LMV’nin 23 Nisan Girit Gezisini duyunca eşim ile hemen gitmeye karar verdik. Sabiha Gökçen’den Aegean Airlines ile direkt uçuş ile zaman kaybetmeden gitmek çok kolay olacaktı çünkü.
23 Nisan’da güzel güneşli bir günde, yaklaşık 110 kişilik bir grup olarak, Aegean Airlines’ın sıcak ve güzel ikramları ile Sabiha Gökçen’den hareket ile Girit’in Başkenti Heraklion (Iraklion&Kandiye) Nikos Kazancakis Airport’a indik. Girit’te yer yerin 3 ismi var. Yunanca, Latince ve Türkçe.
“Hiçbir şeyden korkmuyorum.
Hiçbir şey ummuyorum.
Özgürüm.” Nikos Kazancakis
Zorba’nın yazarı Nikos Kazancakis’in mezarı, Heraklion’u çevreleyen Venedik Surlarında, şehre hakim bir tepede. Ortodoks Papazlar, Kazancakis’i, Hristiyan Mezarlığına gömülmesine izin vermemişler. Nikos Kazancakis’in hayat hikayesini, mücadelesini dinleyince Nazım Hikmet Ran’ın benzeri bir mücadele veren bir halk kahramanı olduğunu görüyorsunuz.

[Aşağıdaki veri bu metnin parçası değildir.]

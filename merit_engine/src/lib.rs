/*!

Ranking and seat-quota allocation for admission merit lists.

Candidates who attended the examination and have a numeric score are ranked by
score. A general list covers every eligible candidate, one list is built per
reservation category (except `GENERAL`, which is the general list), and an
informational list gathers the candidates with a disability. The first
`seats * call_multiplier` positions of a gated list are called for counselling,
the rest is waitlisted.

See the [manual] for the input and configuration formats.

```
use merit_engine::*;

let rules = AllocationRules {
    seat_matrix: SeatMatrix::new().with_seats("GENERAL", 1),
    call_multiplier: 3,
};
let records: Vec<CandidateRecord> = [95.0, 95.0, 90.0, 80.0]
    .iter()
    .enumerate()
    .map(|(idx, score)| CandidateRecord {
        form_number: format!("F{}", idx),
        category_raw: Some("General".to_string()),
        attendance_status: "Present".to_string(),
        score: Some(*score),
        ..Default::default()
    })
    .collect();

let lists = generate_merit_lists(&records, &rules)?;
let ranks: Vec<u32> = lists.general.entries.iter().map(|e| e.merit_rank).collect();
assert_eq!(ranks, vec![1, 1, 3, 4]);
assert_eq!(lists.general.count(CounsellingStatus::Called), 3);
# Ok::<(), MeritErrors>(())
```
*/

pub mod builder;
mod category;
mod config;
pub mod manual;

use log::{debug, info, warn};
use std::cmp::Ordering;

pub use crate::category::{normalize_category, normalize_category_opt};
pub use crate::config::*;

/// Splits the table into the rows that can be ranked, and counts what was dropped.
///
/// A row is eligible when its attendance is `present` and its score is a number.
pub fn select_eligible(records: &[CandidateRecord]) -> (Vec<CandidateRecord>, SelectionStats) {
    let mut stats = SelectionStats {
        total_rows: records.len(),
        ..Default::default()
    };
    let mut eligible: Vec<CandidateRecord> = Vec::new();
    for r in records.iter() {
        if !r.is_present() {
            debug!(
                "select_eligible: form {:?}: skipping, attendance {:?}",
                r.form_number, r.attendance_status
            );
            stats.absent_rows += 1;
            continue;
        }
        if r.score.is_none() {
            debug!(
                "select_eligible: form {:?}: skipping, no valid score",
                r.form_number
            );
            stats.invalid_score_rows += 1;
            continue;
        }
        if let Some(cat) = r.category_normalized().filter(|c| !c.is_empty()) {
            *stats.category_counts.entry(cat).or_insert(0) += 1;
        }
        eligible.push(r.clone());
    }
    stats.eligible_rows = eligible.len();
    (eligible, stats)
}

fn compare_scores(a: &CandidateRecord, b: &CandidateRecord) -> Ordering {
    // Descending. Eligible records always carry a finite score.
    let sa = a.score.unwrap_or(f64::NEG_INFINITY);
    let sb = b.score.unwrap_or(f64::NEG_INFINITY);
    sb.partial_cmp(&sa).unwrap_or(Ordering::Equal)
}

/// Sorts the candidates by decreasing score and assigns competition ranks.
///
/// Tied candidates share the best rank of their group, and the next rank skips
/// accordingly: scores `[90, 90, 80]` get ranks `[1, 1, 3]`. The sort is stable,
/// so tied candidates keep their input order.
pub fn rank_candidates(records: &[CandidateRecord]) -> Vec<RankedCandidate> {
    let mut sorted: Vec<CandidateRecord> = records.to_vec();
    sorted.sort_by(compare_scores);

    let mut res: Vec<RankedCandidate> = Vec::with_capacity(sorted.len());
    let mut current_rank: u32 = 0;
    let mut previous_score: Option<f64> = None;
    for (idx, candidate) in sorted.into_iter().enumerate() {
        if previous_score != candidate.score {
            current_rank = (idx + 1) as u32;
            previous_score = candidate.score;
        }
        res.push(RankedCandidate {
            merit_rank: current_rank,
            candidate,
        });
    }
    res
}

/// The number of candidates called for a category: `seats * call_multiplier`.
pub fn cutoff(seats: i64, call_multiplier: u32) -> Result<usize, MeritErrors> {
    if seats < 0 {
        return Err(MeritErrors::InvalidConfiguration(format!(
            "seat count may not be negative, but it was {}",
            seats
        )));
    }
    if call_multiplier == 0 {
        return Err(MeritErrors::InvalidConfiguration(
            "the call multiplier must be at least 1".to_string(),
        ));
    }
    usize::try_from(seats)
        .ok()
        .and_then(|s| s.checked_mul(call_multiplier as usize))
        .ok_or_else(|| {
            MeritErrors::InvalidConfiguration(format!(
                "{} seats with a call multiplier of {} is too large",
                seats, call_multiplier
            ))
        })
}

/// Assigns the counselling status from the position in the ranked list.
///
/// The boundary is positional: with a cutoff of 2 and ranks `[1, 2, 2]`, the
/// first two entries are called and the third one is waitlisted even though it
/// shares its rank with the second one.
/// Without a cutoff every entry is `NotApplicable`.
pub fn classify(ranked: Vec<RankedCandidate>, cutoff: Option<usize>) -> Vec<MeritEntry> {
    ranked
        .into_iter()
        .enumerate()
        .map(|(idx, rc)| {
            let status = match cutoff {
                Some(c) if idx < c => CounsellingStatus::Called,
                Some(_) => CounsellingStatus::Waitlisted,
                None => CounsellingStatus::NotApplicable,
            };
            MeritEntry {
                merit_rank: rc.merit_rank,
                status,
                candidate: rc.candidate,
            }
        })
        .collect()
}

fn build_list(
    kind: ListKind,
    candidates: &[CandidateRecord],
    cutoff: Option<usize>,
) -> MeritList {
    let entries = classify(rank_candidates(candidates), cutoff);
    let list = MeritList {
        kind,
        cutoff,
        entries,
    };
    info!(
        "Merit list {}: {} candidates, cutoff {:?}, {} called",
        list.kind.label(),
        list.len(),
        list.cutoff,
        list.count(CounsellingStatus::Called)
    );
    list
}

/// Ranks all the eligible candidates against the GENERAL seats.
pub fn general_merit_list(
    eligible: &[CandidateRecord],
    rules: &AllocationRules,
) -> Result<MeritList, MeritErrors> {
    let c = cutoff(rules.seat_matrix.seats(GENERAL), rules.call_multiplier)?;
    Ok(build_list(ListKind::General, eligible, Some(c)))
}

/// One list per category found among the eligible candidates, GENERAL excepted.
///
/// Categories are compared after normalization. Candidates without a category
/// do not appear in any category list. A category absent from the seat matrix
/// has no seats: all its candidates are waitlisted.
pub fn category_merit_lists(
    eligible: &[CandidateRecord],
    rules: &AllocationRules,
) -> Result<Vec<MeritList>, MeritErrors> {
    // Categories in order of first appearance.
    let mut categories: Vec<String> = Vec::new();
    for r in eligible.iter() {
        if let Some(cat) = r.category_normalized() {
            if !cat.is_empty() && !categories.contains(&cat) {
                categories.push(cat);
            }
        }
    }
    debug!("category_merit_lists: categories: {:?}", categories);

    let mut res: Vec<MeritList> = Vec::new();
    for cat in categories.into_iter() {
        if cat == GENERAL {
            continue;
        }
        if !rules.seat_matrix.contains(&cat) {
            warn!(
                "Category {:?} is not in the seat matrix, all its candidates are waitlisted",
                cat
            );
        }
        let members: Vec<CandidateRecord> = eligible
            .iter()
            .filter(|r| r.category_normalized().as_deref() == Some(cat.as_str()))
            .cloned()
            .collect();
        let c = cutoff(rules.seat_matrix.seats(&cat), rules.call_multiplier)?;
        res.push(build_list(ListKind::Category(cat), &members, Some(c)));
    }
    Ok(res)
}

/// The candidates with a disability, ranked for information only.
pub fn pwd_merit_list(eligible: &[CandidateRecord]) -> MeritList {
    let members: Vec<CandidateRecord> = eligible.iter().filter(|r| r.is_pwd()).cloned().collect();
    build_list(ListKind::Pwd, &members, None)
}

/// Runs the whole allocation on a freshly loaded table.
///
/// Arguments:
/// * `records` every row of the input table, eligible or not
/// * `rules` the seat matrix and call multiplier of the admission round
pub fn generate_merit_lists(
    records: &[CandidateRecord],
    rules: &AllocationRules,
) -> Result<MeritLists, MeritErrors> {
    info!(
        "Processing {} candidate records, rules: {:?}",
        records.len(),
        rules
    );
    rules.validate()?;

    let (eligible, stats) = select_eligible(records);
    info!(
        "Eligible candidates: {} (absent: {}, invalid score: {})",
        stats.eligible_rows, stats.absent_rows, stats.invalid_score_rows
    );
    for (cat, count) in stats.category_counts.iter() {
        info!("Category: {}: {}", cat, count);
    }

    let general = general_merit_list(&eligible, rules)?;
    let categories = category_merit_lists(&eligible, rules)?;
    let pwd = pwd_merit_list(&eligible);
    Ok(MeritLists {
        general,
        categories,
        pwd,
        stats,
    })
}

Heraklion’da 2.ci durağımız, şehrin güneyinde yer alan antik Minos uygarlığının başkenti Knossos oldu. MÖ 7000 yılına kadar giden uygarlık izler var. Minos Uygarlığının en güçlü dönemi yine MÖ 2700 yıllarında. Knossos’taki kazılarda çıkartılan eserlerinin bir kısmını ören yerinde bir kısmını ise Heraklion’daki Müze’de görebiliyorsunuz. Başka bir gün gezdiğimiz Heraklion müzesinde 3 saatlik sürede müzenin sadece dörtte birini gezebildik.

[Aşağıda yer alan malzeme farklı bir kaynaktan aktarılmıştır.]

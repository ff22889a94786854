use std::collections::HashMap;
use std::path::Path;

use crate::meritlist::*;

pub const FORM_NUMBER: &str = "FORM NUMBER";
pub const NAME: &str = "NAME OF THE APPLICANT";
pub const CATEGORY: &str = "CATEGORY";
pub const EMAIL: &str = "EMAIL";
pub const MOBILE: &str = "MOBILE";
pub const OBTAIN_MARKS: &str = "ObtainMarks";
pub const FINAL_ATTENDANCE: &str = "Final_Attendance";
pub const PWD_PERCENTAGE: &str = "PwD (PERCENTAGE OF DISABILITY)";

/// The columns every candidate table must have, in the order used by `records_from_rows`.
pub const REQUIRED_COLUMNS: [&str; 7] = [
    FORM_NUMBER,
    NAME,
    CATEGORY,
    EMAIL,
    MOBILE,
    OBTAIN_MARKS,
    FINAL_ATTENDANCE,
];

pub fn simplify_file_name(path: &str) -> String {
    Path::new(path)
        .file_name()
        .and_then(|s| s.to_str())
        .unwrap_or(path)
        .to_string()
}

/// The program name as derived from the name of the input file.
///
/// `merged_m_tech_cyber_security.xlsx` becomes `M TECH CYBER SECURITY`.
pub fn program_name_from_path(path: &str) -> String {
    let stem = Path::new(path)
        .file_stem()
        .and_then(|s| s.to_str())
        .unwrap_or(path);
    let name = stem.replace('_', " ").to_uppercase().replace("MERGED", "");
    name.trim().to_string()
}

/// The textual form of a score, as written in the outputs.
pub fn format_score(score: f64) -> String {
    score.to_string()
}

/// Given the header of a file (names of each of the columns), and the names of the
/// requested columns, finds the index of each requested column.
pub fn get_col_index_mapping(
    req_col_names: &[&str],
    header: &[Option<String>],
    path: &str,
) -> MlResult<Vec<usize>> {
    let col_names: HashMap<String, usize> = header
        .iter()
        .enumerate()
        .rev()
        .filter_map(|(idx, x)| {
            x.as_ref()
                .map(|s| (s.trim_start_matches('\u{feff}').trim().to_string(), idx))
        })
        .collect();

    debug!("get_col_index_mapping: col_names: {:?}", col_names);

    let mut col_indexes: Vec<usize> = Vec::new();
    for cname in req_col_names {
        let idx = col_names.get(*cname).context(MissingColumnSnafu {
            column: *cname,
            path,
        })?;
        col_indexes.push(*idx);
    }
    Ok(col_indexes)
}

/// Builds the candidate records from the rows of a table.
///
/// Empty cells are `None`. Rows where every cell is empty are dropped.
pub fn records_from_rows(
    header: &[Option<String>],
    rows: Vec<Vec<Option<String>>>,
    path: &str,
) -> MlResult<Vec<CandidateRecord>> {
    let idx = get_col_index_mapping(&REQUIRED_COLUMNS, header, path)?;
    let pwd_idx: Option<usize> = get_col_index_mapping(&[PWD_PERCENTAGE], header, path)
        .ok()
        .map(|v| v[0]);
    if pwd_idx.is_none() {
        info!(
            "records_from_rows: no column {:?} in {}, no candidate is listed as PwD",
            PWD_PERCENTAGE, path
        );
    }

    let mut res: Vec<CandidateRecord> = Vec::new();
    for (lineno, row) in rows.into_iter().enumerate() {
        if row.iter().all(|c| c.is_none()) {
            debug!("records_from_rows: {}: skipping empty row {}", path, lineno + 2);
            continue;
        }
        let cell = |i: usize| -> Option<String> { row.get(i).cloned().flatten() };
        let record = CandidateRecord {
            form_number: cell(idx[0]).unwrap_or_default(),
            name: cell(idx[1]).unwrap_or_default(),
            category_raw: cell(idx[2]),
            email: cell(idx[3]).unwrap_or_default(),
            mobile: cell(idx[4]).unwrap_or_default(),
            score: cell(idx[5]).and_then(|s| parse_score(&s)),
            attendance_status: cell(idx[6]).unwrap_or_default(),
            disability_percentage: pwd_idx.and_then(cell).and_then(|s| parse_score(&s)),
        };
        debug!("records_from_rows: {}: {:?}", lineno + 2, record);
        res.push(record);
    }
    Ok(res)
}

Girit’e gitmeden önce, buraya gideceğimizi duyan bazı dostlarımız gemi turları ile geldikleri ve 4 saatte fikir sahibi (!) oldukları Girit’te 4 gün kalacağımızı duyduklarında, 4 günde orada ne yapacaksınız diye sormuşlardı. Gezdiğim, gördüğüm Girit’e, değil 4 gün, 14 gün’de bile doyamazsınız. O kadar keyifli bir yer.
2.ci gün sabah Agios Nikolaos’a gidildi. Küçük bir göl ile denizin birleştiği nokta’da kurulu çok güzel, harika bir turistik kasaba. Nefis güneşli bir havada buradaki sahil turundan sonra Spinalonga adasına gitmek için Elounda Kasabasına geçtik.

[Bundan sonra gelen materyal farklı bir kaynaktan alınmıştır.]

fn build_settings(config_path: Option<String>, overrides: &RunOverrides) -> MlResult<RunSettings> {
    let (config, root_p): (MeritConfig, PathBuf) = match config_path {
        Some(p) => {
            let config = read_config(&p)?;
            let root_p = Path::new(p.as_str())
                .parent()
                .context(MissingParentDirSnafu { path: p.clone() })?
                .to_path_buf();
            (config, root_p)
        }
        None => (MeritConfig::default(), PathBuf::new()),
    };
    info!("config: {:?}", config);

    let sources: Vec<(String, FileSource)> = if let Some(input) = overrides.input.clone() {
        let provider = match overrides.input_type.clone() {
            Some(x) => x,
            None => provider_from_extension(&input),
        };
        vec![(
            input.clone(),
            FileSource {
                provider,
                file_path: input,
                excel_worksheet_name: overrides.excel_worksheet_name.clone(),
            },
        )]
    } else {
        config
            .candidate_file_sources
            .iter()
            .map(|cfs| (resolve_path(&root_p, &cfs.file_path), cfs.clone()))
            .collect()
    };
    if sources.is_empty() {
        return MissingInputSnafu {}.fail();
    }

    let label = overrides
        .program
        .clone()
        .or_else(|| config.selected_program.clone());
    let row = select_seat_row(&config.seat_matrix, label.as_deref())?;
    let mut seat_matrix = match row {
        Some(r) => {
            info!(
                "Seat matrix row: {} (school: {:?}, approved intake: {:?})",
                r.label(),
                r.school,
                r.approved_intake
            );
            r.seat_matrix()
        }
        None => SeatMatrix::new(),
    };
    for s in overrides.seats.iter() {
        let (category, seats) = parse_seat_override(s)?;
        debug!("build_settings: seat override {} = {}", category, seats);
        seat_matrix.insert(&category, seats);
    }
    if seat_matrix.is_empty() {
        warn!("The seat matrix is empty: every candidate will be waitlisted");
    }

    let call_multiplier = overrides
        .call_multiplier
        .or(config.rules.call_multiplier)
        .context(MissingCallMultiplierSnafu {})?;

    let output_directory: Option<PathBuf> = match overrides.out.clone() {
        Some(out) => Some(PathBuf::from(out)),
        None => config
            .output_settings
            .output_directory
            .as_ref()
            .map(|d| PathBuf::from(resolve_path(&root_p, d))),
    };

    Ok(RunSettings {
        program_name: config.output_settings.program_name.clone(),
        seat_matrix_row: row.map(|r| r.label()),
        sources,
        rules: AllocationRules {
            seat_matrix,
            call_multiplier,
        },
        output_directory,
    })
}

fn provider_from_extension(path: &str) -> String {
    match Path::new(path).extension().and_then(|e| e.to_str()) {
        Some(ext) if ext.eq_ignore_ascii_case("csv") => "csv".to_string(),
        _ => "xlsx".to_string(),
    }
}

fn read_candidate_data(path: &str, cfs: &FileSource) -> MlResult<Vec<CandidateRecord>> {
    info!("Attempting to read candidate file {:?}", path);
    match cfs.provider.as_str() {
        "csv" => io_csv::read_csv_candidates(path),
        "xlsx" => io_excel::read_excel_candidates(path, cfs.excel_worksheet_name.as_deref()),
        x => UnknownProviderSnafu {
            provider: x,
            path,
        }
        .fail(),
    }
}

fn list_kind_name(kind: &ListKind) -> &'static str {
    match kind {
        ListKind::General => "general",
        ListKind::Category(_) => "category",
        ListKind::Pwd => "pwd",
    }
}

fn list_to_json(list: &MeritList, file_name: Option<&String>) -> JSValue {
    let ties: Vec<JSValue> = list
        .tie_groups()
        .iter()
        .map(|(score, group)| json!({"score": format_score(*score), "count": group.len()}))
        .collect();
    let entries: Vec<JSValue> = list
        .entries
        .iter()
        .map(|e| {
            json!({
                "formNumber": e.candidate.form_number,
                "meritNo": e.merit_rank,
                "status": e.status.label(),
            })
        })
        .collect();
    json!({
        "list": list_kind_name(&list.kind),
        "category": list.kind.label(),
        "cutoff": list.cutoff,
        "total": list.len(),
        "called": list.count(CounsellingStatus::Called),
        "waitlisted": list.count(CounsellingStatus::Waitlisted),
        "notApplicable": list.count(CounsellingStatus::NotApplicable),
        "ties": ties,
        "file": file_name,
        "entries": entries,
    })
}

fn build_summary_js(
    settings: &RunSettings,
    program_name: &str,
    lists: &MeritLists,
    file_names: &[Option<String>],
) -> JSValue {
    let mut seats: JSMap<String, JSValue> = JSMap::new();
    for (category, count) in settings.rules.seat_matrix.iter() {
        seats.insert(category.clone(), json!(count));
    }
    let stats = &lists.stats;
    let lists_js: Vec<JSValue> = lists
        .all_lists()
        .iter()
        .zip(file_names.iter())
        .map(|(list, file_name)| list_to_json(list, file_name.as_ref()))
        .collect();
    json!({
        "config": {
            "program": program_name,
            "seatMatrixRow": settings.seat_matrix_row,
            "callMultiplier": settings.rules.call_multiplier,
            "seats": seats,
        },
        "stats": {
            "totalRows": stats.total_rows,
            "absentRows": stats.absent_rows,
            "invalidScoreRows": stats.invalid_score_rows,
            "eligibleRows": stats.eligible_rows,
            "categoryCounts": stats.category_counts,
        },
        "lists": lists_js,
    })
}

Tekne ile 30 dakikalık bir yolculuk ile Spinalonga adasına vardık. Burası cüzzamlı hastaların tutulduğu bir kasaba. İlginç bir yerleşim. Geçmişteki insanlık dramının izlerini görmek insanda bir burukluk veriyor. Cüzzamlılar burada bir mahalle olarak her türlü ihtiyaçları karşılanarak, toplumdan tecrit edilmiş bir biçimde 1950’li yıllara kadar yaşamışlar. Ada dönüşü, Elounda kasabasında, Girit müziği eşliğinde Girit Mutfağından eşsiz bir şölen bizi bekliyordu. Her şey çok lezzetli ve harika idi.
Yemek sonra uzun bir yolculuk ile Girit’in 3.cü büyük şehri Rethimno (Resmo) Kasabasına hareket ettik. Yolumuzun üzerinde Girit’in yetiştirdiği ünlü Ressam El Greco’nun köyünü ziyaret ettik.
Rethimno’da mükemmel bir mübadil anıtı gördüm. Türkiye’deki illeri kapsayan çok başarılı bir çalışma olmuş. Bizim İllerimizde niye yok? Açıkcası hayıflandım.
Rethimno ya da Resmo’da birçok Türk, Osmanlı eseri, Camiler gördük. Şehirde Kale Camii (Sultan İbrâhim) Deli Hüseyin Paşa Camii (kütüphane ve türbe ile), Kara Mustafa / Musa Paşa Camii, Vâlide Sultan Camii, Veli Paşa Camii bugüne kadar ulaşmıştır.
3.gün öğlen Resmo’dan ver elini Hanya (Chania). Hanya’da giderken, Akdeniz’in ortasında, Kar tutmuş Beyaz Sıra Dağlar beni açıkçası şaşırttı.
Hanya,Girit’in en çok Osmanlı izi taşıyan şehri. Hanya’nın jeopolitik özelliği, Yunanistan karasına en yakın liman olması. Girit’te en keyif aldığımız şehirdi diyebilirim.
Girit’e özgü Peynirler, Şaraplar aldığımız Kapalı Çarşı için özel gurme turu bile yapılabilir. Kapalı iç Limanı ve bu Limanın hemen yanındaki Yalı Camii, Ağa Camii, Hünkar Camii hepsi ayakta..
4.gün gecesi, Heraklion’dan, Sabiha Gökçen’e dönüş…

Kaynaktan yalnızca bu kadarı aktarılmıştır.